ABOUT THIS EXERCISE |
Report, from the records below, every line where the word "pressed" appears.

'''

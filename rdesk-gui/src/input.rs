//! Window events → controller calls.
//!
//! The native window has no separate canvas and viewport widgets, so
//! routing decides the source here: pointer motion and keys belong to the
//! canvas, wheel notches to the scroll viewport. Pointer positions arrive
//! in client coordinates and are mapped into the remote frame through the
//! current scroll layout; positions the canvas does not cover are dropped.

use rdesk_core::{KeyEvent, Point, PointerEvent, Size};

use crate::autoscroll::ViewportLayout;
use crate::config::InputConfig;
use crate::controller::DesktopWindow;
use crate::fit::WindowMode;
use crate::interceptor::{EventSource, InputEvent, WheelInput};
use crate::window::WindowEvent;

/// What a window event asks of the controller.
#[derive(Debug, Clone, Copy, PartialEq, Eq)]
pub enum WindowAction {
    /// Canvas pointer event in frame coordinates.
    Pointer(PointerEvent),
    /// Canvas key event.
    Key(KeyEvent),
    /// Viewport wheel notch in viewport coordinates.
    Wheel(WheelInput),
    Resize(Size),
    StateChanged(WindowMode),
    Close,
}

/// Convert a window event into a controller action, honouring the capture
/// switches. Returns `None` for input that is not captured or misses the
/// canvas.
pub fn translate_event(
    event: &WindowEvent,
    input: &InputConfig,
    layout: &ViewportLayout,
) -> Option<WindowAction> {
    match *event {
        WindowEvent::Pointer { x, y, buttons } if input.capture_mouse => layout
            .canvas_hit(Point::new(x, y))
            .map(|position| WindowAction::Pointer(PointerEvent::new(position, buttons))),
        WindowEvent::Wheel {
            x,
            y,
            buttons,
            delta,
        } if input.capture_mouse => Some(WindowAction::Wheel(WheelInput {
            position: Point::new(x, y),
            buttons,
            delta,
        })),
        WindowEvent::Key {
            virtual_key,
            scan_code,
            pressed,
            modifiers,
        } if input.capture_keyboard => Some(WindowAction::Key(if pressed {
            KeyEvent::press(virtual_key, scan_code, modifiers)
        } else {
            KeyEvent::release(virtual_key, scan_code, modifiers)
        })),
        WindowEvent::Pointer { .. } | WindowEvent::Wheel { .. } | WindowEvent::Key { .. } => None,
        WindowEvent::Resize(w, h) => Some(WindowAction::Resize(Size::new(w, h))),
        WindowEvent::StateChanged(mode) => Some(WindowAction::StateChanged(mode)),
        WindowEvent::Close => Some(WindowAction::Close),
    }
}

/// Apply one action to the controller. Returns `false` once the window closed.
pub fn dispatch(window: &mut DesktopWindow, action: WindowAction) -> bool {
    match action {
        WindowAction::Pointer(ev) => window.on_pointer_event(ev.position, ev.buttons),
        WindowAction::Key(key) => {
            if !window.intercept(EventSource::Canvas, &InputEvent::Key(key)) {
                window.on_key_event(key);
            }
        }
        WindowAction::Wheel(wheel) => {
            window.intercept(EventSource::Viewport, &InputEvent::Wheel(wheel));
        }
        WindowAction::Resize(size) => window.on_resize(size),
        WindowAction::StateChanged(mode) => window.on_window_state_changed(mode),
        WindowAction::Close => window.close(),
    }
    !window.is_closed()
}

// ── Tests ────────────────────────────────────────────────────────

'''

RESPONSE TO THE EXERCISE |
            pressed,
        } if input.capture_keyboard => Some(WindowAction::Key(if pressed {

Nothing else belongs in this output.